The drug company, Orphan Europe, based in Paris but with a branch in Henley, Oxfordshire, has increased the price of carbamyl glutamate from around £700 to £1,500 a year to £80,000 to £106,000 (depending on dosage) and will soon have a 10 year monopoly on its supply.

The orphan drug regulations were passed in Europe in 1999, following similar legislation in the US. They were intended to reward companies that invested in research leading to new drugs for rarer diseases which would not normally have a big market. But companies such as Orphan Europe are taking commonly used products through the licensing system and reaping the benefits even though they have not invented the drugs and have spent nothing on original research.

"It's a scam and it should be exposed as such," said Sam Richmond, consultant neonatologist at Sunderland district general hospital. "It would appear we have no alternative but to pay their outrageous price or break the law."

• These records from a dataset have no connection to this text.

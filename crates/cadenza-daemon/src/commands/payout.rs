//! Payout command handlers.

use std::sync::Arc;

use serde_json::Value;

use cadenza_db::queries::payouts::{self, PayoutRow};
use cadenza_payout::orchestrator::{self, PayoutOutcome};

use crate::commands::{db_err, payout_err};
use crate::events::Event;
use crate::rpc::RpcError;
use crate::scheduler::unix_now;
use crate::DaemonState;

type Result = std::result::Result<Value, RpcError>;

fn payout_to_json(row: &PayoutRow) -> Value {
    serde_json::json!({
        "id": row.id,
        "creator_id": row.creator_id,
        "method": row.method,
        "gross_cents": row.gross_cents,
        "tax_cents": row.tax_cents,
        "net_cents": row.net_cents,
        "status": row.status,
        "external_reference": row.external_reference,
        "failure_reason": row.failure_reason,
        "created_at": row.created_at,
        "processed_at": row.processed_at,
    })
}

/// A creator's payout history.
pub async fn get_payout_history(state: &Arc<DaemonState>, params: &Value) -> Result {
    let creator_id = params
        .get("creator_id")
        .and_then(|v| v.as_str())
        .ok_or_else(|| RpcError::invalid_params("creator_id required"))?;
    let limit = params.get("limit").and_then(|v| v.as_u64()).unwrap_or(50) as u32;

    let db = state.db.lock().await;
    let rows = payouts::history(&db, creator_id, limit).map_err(db_err)?;
    Ok(serde_json::json!(rows.iter().map(payout_to_json).collect::<Vec<_>>()))
}

/// Process one account's payout. Elevated.
pub async fn process_payout(state: &Arc<DaemonState>, params: &Value) -> Result {
    let creator_id = params
        .get("creator_id")
        .and_then(|v| v.as_str())
        .ok_or_else(|| RpcError::invalid_params("creator_id required"))?;

    let now = unix_now();
    let db = state.db.lock().await;
    let outcome = state
        .orchestrator
        .process_payout(&db, creator_id, now)
        .map_err(payout_err)?;

    let (kind, payout) = match &outcome {
        PayoutOutcome::BelowThreshold {
            balance_cents,
            min_payout_cents,
        } => {
            return Ok(serde_json::json!({
                "outcome": "below-threshold",
                "balance_cents": balance_cents,
                "min_payout_cents": min_payout_cents,
            }));
        }
        PayoutOutcome::Completed(row) => ("completed", row),
        PayoutOutcome::InvoicePending(row) => ("invoice-pending", row),
    };

    state.event_bus.emit(Event {
        event_type: match &outcome {
            PayoutOutcome::Completed(_) => "PayoutCompleted".to_string(),
            _ => "InvoiceCreated".to_string(),
        },
        timestamp: now,
        payload: serde_json::json!({
            "creator_id": creator_id,
            "net_cents": payout.net_cents,
        }),
    });

    Ok(serde_json::json!({"outcome": kind, "payout": payout_to_json(payout)}))
}

/// Process every eligible account. Elevated.
pub async fn run_payouts(state: &Arc<DaemonState>) -> Result {
    let now = unix_now();
    let db = state.db.lock().await;
    let summary = state.orchestrator.run_batch(&db, now).map_err(payout_err)?;

    state.event_bus.emit(Event {
        event_type: "PayoutBatchCompleted".to_string(),
        timestamp: now,
        payload: serde_json::to_value(summary)
            .map_err(|e| RpcError::internal_error(&e.to_string()))?,
    });

    serde_json::to_value(summary).map_err(|e| RpcError::internal_error(&e.to_string()))
}

/// Confirm a pending manual invoice as paid. Elevated.
pub async fn confirm_manual_invoice(state: &Arc<DaemonState>, params: &Value) -> Result {
    let payout_id = params
        .get("payout_id")
        .and_then(|v| v.as_i64())
        .ok_or_else(|| RpcError::invalid_params("payout_id required"))?;

    let now = unix_now();
    let db = state.db.lock().await;
    let row = orchestrator::confirm_manual_invoice(&db, payout_id, now).map_err(payout_err)?;

    state.event_bus.emit(Event {
        event_type: "InvoiceConfirmed".to_string(),
        timestamp: now,
        payload: serde_json::json!({
            "creator_id": row.creator_id,
            "payout_id": payout_id,
        }),
    });

    Ok(payout_to_json(&row))
}

/// Open manual invoices (operator work queue). Elevated.
pub async fn get_pending_invoices(state: &Arc<DaemonState>) -> Result {
    let db = state.db.lock().await;
    let rows = payouts::pending_invoices(&db).map_err(db_err)?;
    Ok(serde_json::json!(rows.iter().map(payout_to_json).collect::<Vec<_>>()))
}

/// Payment-processor webhook: asynchronous payout status.
///
/// Idempotent by external reference; a disagreement with the local record
/// is logged for manual audit, never auto-corrected.
pub async fn webhook_payout_status(state: &Arc<DaemonState>, params: &Value) -> Result {
    let external_reference = params
        .get("external_reference")
        .and_then(|v| v.as_str())
        .ok_or_else(|| RpcError::invalid_params("external_reference required"))?;
    let completed = params
        .get("completed")
        .and_then(|v| v.as_bool())
        .ok_or_else(|| RpcError::invalid_params("completed required"))?;

    let now = unix_now();
    let db = state.db.lock().await;
    let outcome = orchestrator::reconcile(&db, external_reference, completed, now)
        .map_err(payout_err)?;

    serde_json::to_value(outcome).map_err(|e| RpcError::internal_error(&e.to_string()))
}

UK consultants with experience of these rare disorders are horrified by the soaring price of this and other drugs which were previously available in raw chemical form. "These are patients with rare biochemical disorders. Very often what we need to give them are not drugs but substances that they lack. For years we have bought these compounds from the labs," said James Leonard, of the Institute of Child Health in London, who originally diagnosed the Middlesbrough children. He has contacted the Department of Health.

"The problem is that the government does not know what to do. This is EU law and they have shot themselves in the foot. Colleagues on the continent are also wringing their hands," he said.

Orphan Europe has obtained a licence to produce other compounds that have been used for years in the UK. The price has risen steeply in each case. Sodium phenylbutyrate, which is used to treat a build-up of toxic ammonia in children with the same enzyme disorder, used to cost £36 for 100 grams. Orphan Europe is now the sole supplier of the chemical, refined into a licensed medicine, and charges £860 for 266g, around 10 times the original price.

The price of intravenous ibuprofen, used in premature babies, has risen from under £1.62 per 300mg ampoule to more than £60 for a 10mg ampoule since the company was given a licence.

Nitric oxide, used to improve the blood supply to the lungs of premature babies, has been sold by British Oxygen to a INO Therapeutics, which is based in France.

The company has obtained a licence for nitric oxide under the orphan drug regulations and later this year will supply machines to hospitals for delivering the gas at a cost of around £90 an hour. Consultants at Liverpool women's hospital's neonatal intensive care unit calculated in a letter to the Lancet last month that the cost of nitric oxide for 16 tiny babies who were given it on their unit last year would rise from around £2,000 at the moment to £63,640.

Orphan Europe denies that it has done nothing to justify the increases. Pierre Mambrini, a pharmacist employed by the company responsible for the development of carbamyl glutamate, said that researching the drugs and formulating ways to purify the compound had cost money.

"For 10 years these physicians have been treating their patients with a chemical and they do not know what they have," he said. The price was justified, in his view, by the quality and safety of the medicine his company was producing."